Fenomena sosial yang sebenarnya menarik untuk diteliti lebih lanjut. Mengapa sebagian masyarakat lebih memilih curhat pada media sosial dan mendapat tanggapan dari netizen ketimbang mengadukanya pada penegak hukum? Apakah efek dari kemajuan teknologi sehingga mudah dan membudaya ataukah memang sudah mengalami penurunan kepercayaan masyarakat pada penegak hukum? Yang jelas, permasalahan ini akhir-akhir ini nampak dan menjadi konsumsi publik serta dapat menjadi contoh hingga membudaya pada masyarakat yang dapat dikatakan kurang baik karena sudah merasa frustasi dan tidak percaya lagi dengan kinerja penegak hukum di negeri ini.
Perhatian Setelah Viral
Fenomena viral kemudian mendapat perhatian dan mendapat keadilan menjadi tren masyarakat saat ini.
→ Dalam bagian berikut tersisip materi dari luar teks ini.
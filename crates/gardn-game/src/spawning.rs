//! Natural creature spawning: each zone is topped up towards its cap with
//! creatures from its own spawn list.

use std::collections::HashMap;

use bevy_ecs::prelude::*;
use glam::Vec2;
use rand::Rng;
use serde::Deserialize;
use tracing::{trace, warn};

use crate::components::*;
use crate::content::{Content, ZoneDefinition};
use crate::game_world::{spawn_creature, TickCounter};

/// Configuration for natural creature spawning.
#[derive(Debug, Clone, Deserialize)]
#[serde(default)]
pub struct SpawnConfig {
    /// Maximum living creatures per zone.
    pub creature_cap_per_zone: u32,
    /// Creatures added to a zone per spawn pass.
    pub batch: u32,
    /// Ticks between spawn passes.
    pub interval_ticks: u64,
}

impl Default for SpawnConfig {
    fn default() -> Self {
        Self {
            creature_cap_per_zone: 30,
            batch: 3,
            interval_ticks: 40, // every 2 seconds
        }
    }
}

/// Uniform point inside a zone's rectangle.
pub fn random_point_in(zone: &ZoneDefinition, rng: &mut impl Rng) -> Vec2 {
    let x = if zone.right > zone.left {
        rng.gen_range(zone.left..zone.right)
    } else {
        zone.left
    };
    let y = if zone.bottom > zone.top {
        rng.gen_range(zone.top..zone.bottom)
    } else {
        zone.top
    };
    Vec2::new(x, y)
}

fn count_by_zone(world: &mut World, content: &Content) -> HashMap<&'static str, u32> {
    let mut counts = HashMap::new();
    let mut q = world.query_filtered::<&Position, (With<Mob>, Without<Dead>)>();
    for pos in q.iter(world) {
        if let Some(zone) = content.zones.zone_at(pos.0) {
            *counts.entry(zone.name).or_insert(0) += 1;
        }
    }
    counts
}

/// Periodically top up every zone with its native creatures.
pub fn system_natural_spawn(
    world: &mut World,
    content: &Content,
    config: &SpawnConfig,
    rng: &mut impl Rng,
) {
    let tick = world.resource::<TickCounter>().0;
    if config.interval_ticks == 0 || tick == 0 || !tick.is_multiple_of(config.interval_ticks) {
        return;
    }

    let counts = count_by_zone(world, content);

    for zone in content.zones.all() {
        if zone.spawns.is_empty() {
            continue;
        }
        let living = counts.get(zone.name).copied().unwrap_or(0);
        let room = config.creature_cap_per_zone.saturating_sub(living);
        for _ in 0..room.min(config.batch) {
            let creature = zone.spawns[rng.gen_range(0..zone.spawns.len())];
            let position = random_point_in(zone, rng);
            match spawn_creature(world, content, creature, position) {
                Ok(_) => trace!(zone = zone.name, ?creature, "natural spawn"),
                Err(e) => warn!(zone = zone.name, error = %e, "natural spawn failed"),
            }
        }
    }
}

#[cfg(test)]
mod tests {
    use super::*;
    use crate::game_world::GameWorld;
    use rand::rngs::StdRng;
    use rand::SeedableRng;

    fn mobs(gw: &mut GameWorld) -> usize {
        gw.world
            .query_filtered::<(), With<Mob>>()
            .iter(&gw.world)
            .count()
    }

    #[test]
    fn no_spawn_off_interval() {
        let mut gw = GameWorld::with_seed(1);
        let config = SpawnConfig {
            interval_ticks: 10,
            ..Default::default()
        };
        gw.world.resource_mut::<TickCounter>().0 = 7;
        system_natural_spawn(&mut gw.world, &gw.content, &config, &mut gw.rng);
        assert_eq!(mobs(&mut gw), 0);

        gw.world.resource_mut::<TickCounter>().0 = 0;
        system_natural_spawn(&mut gw.world, &gw.content, &config, &mut gw.rng);
        assert_eq!(mobs(&mut gw), 0);
    }

    #[test]
    fn spawns_inside_their_zone_up_to_cap() {
        let mut gw = GameWorld::with_seed(1);
        let config = SpawnConfig {
            creature_cap_per_zone: 4,
            batch: 3,
            interval_ticks: 1,
        };
        for t in 1..=5 {
            gw.world.resource_mut::<TickCounter>().0 = t;
            system_natural_spawn(&mut gw.world, &gw.content, &config, &mut gw.rng);
        }

        let zones_with_spawns = gw
            .content
            .zones
            .all()
            .iter()
            .filter(|z| !z.spawns.is_empty())
            .count();
        assert_eq!(mobs(&mut gw), 4 * zones_with_spawns);

        let content = &gw.content;
        let mut q = gw.world.query::<(&Mob, &Position)>();
        for (mob, pos) in q.iter(&gw.world) {
            let zone = content.zones.zone_at(pos.0).unwrap();
            assert!(zone.contains(pos.0));
            assert!(zone.spawns.contains(&mob.0));
        }
    }

    #[test]
    fn random_point_stays_inside() {
        let mut rng = StdRng::seed_from_u64(3);
        let content = Content::builtin();
        for zone in content.zones.all() {
            for _ in 0..50 {
                assert!(zone.contains(random_point_in(zone, &mut rng)));
            }
        }
    }
}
Rasa ketidakadilan yang dirasakan oleh masyarakat, memilih jalan untuk diviralkan agar mendapat keadilan yang diharapkan ketimbang harus berurusan langsung dengan penegak hukum. Karena dirasa kalau langsung mengadu pada pihak yang berwenang merasa tidak mendapat keadilan yang diharapkan dan tidak sedikit yang malah mendapat kekecewaan. Penulis jadi teringat pada film-film India yang menjamur kurun waktu di bawah tahun 2000-an. Salah satu yang diingat penulis adalah keadilan berpihak pada yang berkuasa. Asumsi penulis hanya terjadi di film-film tersebut. Ternyata pada saat ini telah menjadi bahasan dan gunjingan masyarakat sehari-hari. Miris memang, namun inilah yang sedang terjadi saat ini. Pengadilan viral penulis menyebutnya. Jika sudah viral maka keadilan ditegakkan. Jika masih di belakang layar dapat diselesaikan cukup selesai meski belum terdapat unsur keadilan dan hanya mengedepankan otoriter kekuasaan. Siap yang lemah selalu tertindas dan penguasa menggunakan kekuasaanya untuk melegitimasi prilakunya.
Di akhir tulisan ini, penulis berharap mari kita semua memperbaiki diri mengarah pada aturan yang berlaku. Sejujur dan seadil mugkin dalam menegakkan permasalahan yang dihadapi. Jangan sampai dengan kekuasaan yang kita miliki kemudian dijadikan dasar untuk merugikan orang lain. Jangan sampai pemimpin bertransformasi menjadi penguasa. Gunakan kekuasaan untuk berbuat yang baik. Sehingga kejadian yang menuntut keadilan tidak perlu diviralkan terlebih dahulu baru keadilan tersebut diwujudkan. Masyarakat menjadi percaya pada penegakkan hukum di negeri ini. Penegak hukum berwibawa atas prilakunya. Ada sebuah ungkapan “orang bijak polah-nya tidak untuk keuntungan sendiri, namun untuk keuntungan bersama” bukan sebaliknya “tidak perduli dengan polah-nya, yang penting menguntungkan diri sendiri meskipun polahnya merugikan orang lain”.